There is a connection between access to information and a node’s position in the network (?). The connection is so strong that a predictive model, based on structural features such as node degree, k-shell number, clustering, centrality, and eccentricity, can accurately predict whether a node will fall into the group of ‘worse off according to all influencer heuristics‘ or ‘better off in all’ (see SM Sec. S7). We can, on average, with 97.4% accuracy predict the information status of nodes regarding frequency, and with an average accuracy of 96.9% for recency. This demonstrates that current influencer heuristics suffer from biases which disadvantage low-connected and peripheral nodes.

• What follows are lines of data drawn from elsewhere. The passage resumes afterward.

use std::{cmp::Ordering, fmt, str::FromStr};

use chrono::{DateTime, Duration, NaiveDate, NaiveTime, Utc};
use serde::{Deserialize, Serialize};
use serde_json::Value;

use crate::document::{encode_timestamp, put_opt, Document, Fields, FromDocument, ToDocument};
use crate::errors::ValidationError;

/// Appointment status. Any status may be set to any other; there is no
/// transition table.
#[derive(Debug, Clone, Copy, PartialEq, Eq, Hash, Default, Serialize, Deserialize)]
#[serde(rename_all = "kebab-case")]
pub enum AppointmentStatus {
    #[default]
    Scheduled,
    CheckedIn,
    InProgress,
    Completed,
    Cancelled,
}

impl AppointmentStatus {
    pub const ALL: [AppointmentStatus; 5] = [
        AppointmentStatus::Scheduled,
        AppointmentStatus::CheckedIn,
        AppointmentStatus::InProgress,
        AppointmentStatus::Completed,
        AppointmentStatus::Cancelled,
    ];

    pub fn as_str(&self) -> &'static str {
        match self {
            AppointmentStatus::Scheduled => "scheduled",
            AppointmentStatus::CheckedIn => "checked-in",
            AppointmentStatus::InProgress => "in-progress",
            AppointmentStatus::Completed => "completed",
            AppointmentStatus::Cancelled => "cancelled",
        }
    }

    /// Statuses that still occupy a time slot.
    pub fn is_active(&self) -> bool {
        matches!(
            self,
            AppointmentStatus::Scheduled | AppointmentStatus::CheckedIn | AppointmentStatus::InProgress
        )
    }
}

impl fmt::Display for AppointmentStatus {
    fn fmt(&self, f: &mut fmt::Formatter<'_>) -> fmt::Result {
        f.write_str(self.as_str())
    }
}

impl FromStr for AppointmentStatus {
    type Err = ValidationError;

    fn from_str(s: &str) -> Result<Self, Self::Err> {
        AppointmentStatus::ALL
            .iter()
            .copied()
            .find(|status| status.as_str() == s.trim())
            .ok_or_else(|| ValidationError::InvalidStatus(s.to_string()))
    }
}

#[derive(Debug, Clone, PartialEq, Serialize, Deserialize)]
#[serde(rename_all = "camelCase")]
pub struct Appointment {
    pub id: String,
    pub patient_id: String,
    /// Denormalized at booking time so list views can search by name.
    pub patient_name: String,
    pub doctor_id: String,
    pub date: DateTime<Utc>,
    /// Time of day, e.g. "09:30". Older records may hold other forms.
    pub time: String,
    pub reason: String,
    pub notes: Option<String>,
    pub prescription: Option<String>,
    pub status: AppointmentStatus,
    pub created_at: DateTime<Utc>,
}

impl Appointment {
    pub fn day(&self) -> NaiveDate {
        self.date.date_naive()
    }

    /// Orders by date, then by time of day.
    pub fn cmp_schedule(&self, other: &Self) -> Ordering {
        self.date
            .cmp(&other.date)
            .then_with(|| time_sort_key(&self.time).cmp(&time_sort_key(&other.time)))
    }
}

/// Parses the time-of-day formats the booking form produces.
pub fn parse_time_of_day(time: &str) -> Option<NaiveTime> {
    let time = time.trim();
    NaiveTime::parse_from_str(time, "%H:%M")
        .or_else(|_| NaiveTime::parse_from_str(time, "%H:%M:%S"))
        .or_else(|_| NaiveTime::parse_from_str(time, "%I:%M %p"))
        .ok()
}

/// The zero-padded 24-hour `HH:MM` form stored for a booking time.
pub fn normalize_time_of_day(time: &str) -> Option<String> {
    parse_time_of_day(time).map(|t| t.format("%H:%M").to_string())
}

/// Sort key for a time-of-day string. Parseable times sort by clock value;
/// anything else sorts after them, by its text.
fn time_sort_key(time: &str) -> (bool, NaiveTime, &str) {
    match parse_time_of_day(time) {
        Some(t) => (false, t, ""),
        None => (true, NaiveTime::MIN, time),
    }
}

/// Inclusive UTC bounds of a calendar day: 00:00:00.000 to 23:59:59.999.
pub fn day_bounds(day: NaiveDate) -> (DateTime<Utc>, DateTime<Utc>) {
    let start = day.and_time(NaiveTime::MIN).and_utc();
    let end = start + Duration::days(1) - Duration::milliseconds(1);
    (start, end)
}

/// Booking request. Status and creation time are assigned by the repository.
#[derive(Debug, Clone, PartialEq, Serialize, Deserialize)]
#[serde(rename_all = "camelCase")]
pub struct NewAppointment {
    pub patient_id: String,
    #[serde(default)]
    pub patient_name: Option<String>,
    pub doctor_id: String,
    pub date: DateTime<Utc>,
    pub time: String,
    pub reason: String,
    #[serde(default)]
    pub notes: Option<String>,
}

impl NewAppointment {
    pub fn into_fields(self, now: DateTime<Utc>) -> Fields {
        let mut fields = Fields::new();
        fields.insert("patientId".into(), Value::String(self.patient_id));
        fields.insert("patientName".into(), Value::String(self.patient_name.unwrap_or_default()));
        fields.insert("doctorId".into(), Value::String(self.doctor_id));
        fields.insert("date".into(), encode_timestamp(&self.date));
        fields.insert("time".into(), Value::String(self.time));
        fields.insert("reason".into(), Value::String(self.reason));
        put_opt(&mut fields, "notes", self.notes.as_ref());
        fields.insert("status".into(), Value::String(AppointmentStatus::Scheduled.as_str().to_string()));
        fields.insert("createdAt".into(), encode_timestamp(&now));
        fields
    }
}

#[derive(Debug, Clone, Default, PartialEq, Serialize, Deserialize)]
#[serde(rename_all = "camelCase", default)]
pub struct AppointmentUpdate {
    pub patient_id: Option<String>,
    pub patient_name: Option<String>,
    pub doctor_id: Option<String>,
    pub date: Option<DateTime<Utc>>,
    pub time: Option<String>,
    pub reason: Option<String>,
    pub notes: Option<String>,
    pub prescription: Option<String>,
    pub status: Option<AppointmentStatus>,
}

impl ToDocument for AppointmentUpdate {
    fn to_document(&self) -> Fields {
        let mut fields = Fields::new();
        put_opt(&mut fields, "patientId", self.patient_id.as_ref());
        put_opt(&mut fields, "patientName", self.patient_name.as_ref());
        put_opt(&mut fields, "doctorId", self.doctor_id.as_ref());
        if let Some(date) = &self.date {
            fields.insert("date".into(), encode_timestamp(date));
        }
        put_opt(&mut fields, "time", self.time.as_ref());
        put_opt(&mut fields, "reason", self.reason.as_ref());
        put_opt(&mut fields, "notes", self.notes.as_ref());
        put_opt(&mut fields, "prescription", self.prescription.as_ref());
        if let Some(status) = self.status {
            fields.insert("status".into(), Value::String(status.as_str().to_string()));
        }
        fields
    }
}

impl ToDocument for Appointment {
    fn to_document(&self) -> Fields {
        let mut fields = Fields::new();
        fields.insert("patientId".into(), Value::String(self.patient_id.clone()));
        fields.insert("patientName".into(), Value::String(self.patient_name.clone()));
        fields.insert("doctorId".into(), Value::String(self.doctor_id.clone()));
        fields.insert("date".into(), encode_timestamp(&self.date));
        fields.insert("time".into(), Value::String(self.time.clone()));
        fields.insert("reason".into(), Value::String(self.reason.clone()));
        put_opt(&mut fields, "notes", self.notes.as_ref());
        put_opt(&mut fields, "prescription", self.prescription.as_ref());
        fields.insert("status".into(), Value::String(self.status.as_str().to_string()));
        fields.insert("createdAt".into(), encode_timestamp(&self.created_at));
        fields
    }
}

impl FromDocument for Appointment {
    fn from_document(doc: &Document) -> Self {
        let r = doc.reader();
        Appointment {
            id: doc.id.clone(),
            patient_id: r.str_or_default("patientId"),
            patient_name: r.str_or_default("patientName"),
            doctor_id: r.str_or_default("doctorId"),
            date: r.timestamp_or_now("date"),
            time: r.str_or_default("time"),
            reason: r.str_or_default("reason"),
            notes: r.non_empty_str("notes"),
            prescription: r.non_empty_str("prescription"),
            status: r
                .opt_str("status")
                .and_then(|s| s.parse().ok())
                .unwrap_or_default(),
            created_at: r.timestamp_or_now("createdAt"),
        }
    }
}

#[cfg(test)]
mod tests {
    use super::*;
    use chrono::TimeZone;
    use serde_json::json;

    #[test]
    fn status_round_trips_through_wire_names() {
        for status in AppointmentStatus::ALL {
            assert_eq!(status.as_str().parse::<AppointmentStatus>(), Ok(status));
            assert_eq!(serde_json::to_value(status).unwrap(), json!(status.as_str()));
        }
        assert!("done".parse::<AppointmentStatus>().is_err());
    }

    #[test]
    fn day_bounds_cover_the_whole_day() {
        let day = NaiveDate::from_ymd_opt(2024, 2, 29).unwrap();
        let (start, end) = day_bounds(day);
        assert_eq!(start, Utc.with_ymd_and_hms(2024, 2, 29, 0, 0, 0).unwrap());
        assert_eq!(end.date_naive(), day);
        assert_eq!((end + Duration::milliseconds(1)).date_naive(), day.succ_opt().unwrap());
    }

    #[test]
    fn broken_fields_fall_back_to_defaults() {
        let data = json!({ "doctorId": "d1", "date": "not a date", "status": "archived" });
        let before = Utc::now();
        let appt = Appointment::from_document(&Document::new("a1", data.as_object().unwrap().clone()));
        assert_eq!(appt.doctor_id, "d1");
        assert_eq!(appt.status, AppointmentStatus::Scheduled);
        assert!(appt.date >= before);
        assert!(appt.notes.is_none());
    }

    #[test]
    fn booking_times_normalize_to_padded_clock() {
        assert_eq!(normalize_time_of_day("9:30").as_deref(), Some("09:30"));
        assert_eq!(normalize_time_of_day(" 2:05 PM ").as_deref(), Some("14:05"));
        assert_eq!(normalize_time_of_day("10:00:00").as_deref(), Some("10:00"));
        assert_eq!(normalize_time_of_day("noonish"), None);
    }

    #[test]
    fn schedule_order_uses_clock_time() {
        let date = Utc.with_ymd_and_hms(2024, 5, 1, 0, 0, 0).unwrap();
        let mk = |time: &str| Appointment {
            id: time.into(),
            patient_id: "p".into(),
            patient_name: "P".into(),
            doctor_id: "d".into(),
            date,
            time: time.into(),
            reason: String::new(),
            notes: None,
            prescription: None,
            status: AppointmentStatus::Scheduled,
            created_at: date,
        };
        let mut list = vec![mk("14:00"), mk("whenever"), mk("9:15"), mk("09:00")];
        list.sort_by(|a, b| a.cmp_schedule(b));
        let order: Vec<_> = list.iter().map(|a| a.time.as_str()).collect();
        assert_eq!(order, vec!["09:00", "9:15", "14:00", "whenever"]);
    }
}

Fair Influence Maximisation

To bridge the information gap different strategies can be employed. Previous studies have shown that instead of using influencer algorithms to identify $s$ individuals, one can select slightly more individuals $s+x$ , but at random (?). Even for small $x$ -values this has been shown to result in larger cascades. Another solution is to apply acquaintance methods (also called friendship-nomination, which work by selecting a random neighbor of a randomly selected node), which have been used to select influencers for maximising mass drug administration campaigns (?), to seed information about maternal and child health (?), and for inferring centrally located individuals suitable as monitors for detecting large scale disease outbreaks (?). Lastly, maximization of social welfare objective functions, along with the implementation of different algorithms, has been proposed to bridge the information gap (?).

We embark on a different solution. Traditionally, influence maximisation has only focused on maximising a single objective function, information spread. However, as literature from the field of Artificial Intelligence shows, focusing solely on optimizing one parameter can lead to troubling and unfair outcomes (?, ?, ?). Instead, we propose a multi-objective formulation of fair influence maximisation, where both spread and fairness are taken into account in the fitness of a candidate solution (i.e. the set of selected influencers). We measure fairness as the fraction of nodes that receive information at a higher frequency and speed than what is expected from the benchmark model, where influencers are selected at random. We say a node is vulnerable if it receive less information than what can be expected at random (i.e. $\nu_{i}^{\text{method}}/\nu_{i}^{\text{benchmark}}<1$ ). In the following we focus primarily on information frequency, but similar results can be obtained for recency. As such, the more fair an influencer set is, the fewer nodes will be vulnerable, so we maximise the number of non-vulnerable nodes. Analytically calculating how information will spread from a set of nodes according to the ICM model is a computationally hard problem (NP-hard) (?). As such, we use an approximation of the fitness of a influencer set (see SM Sec. S8). To find fairer seeds we then use a genetic algorithm to solve the optimization problem (see Methods).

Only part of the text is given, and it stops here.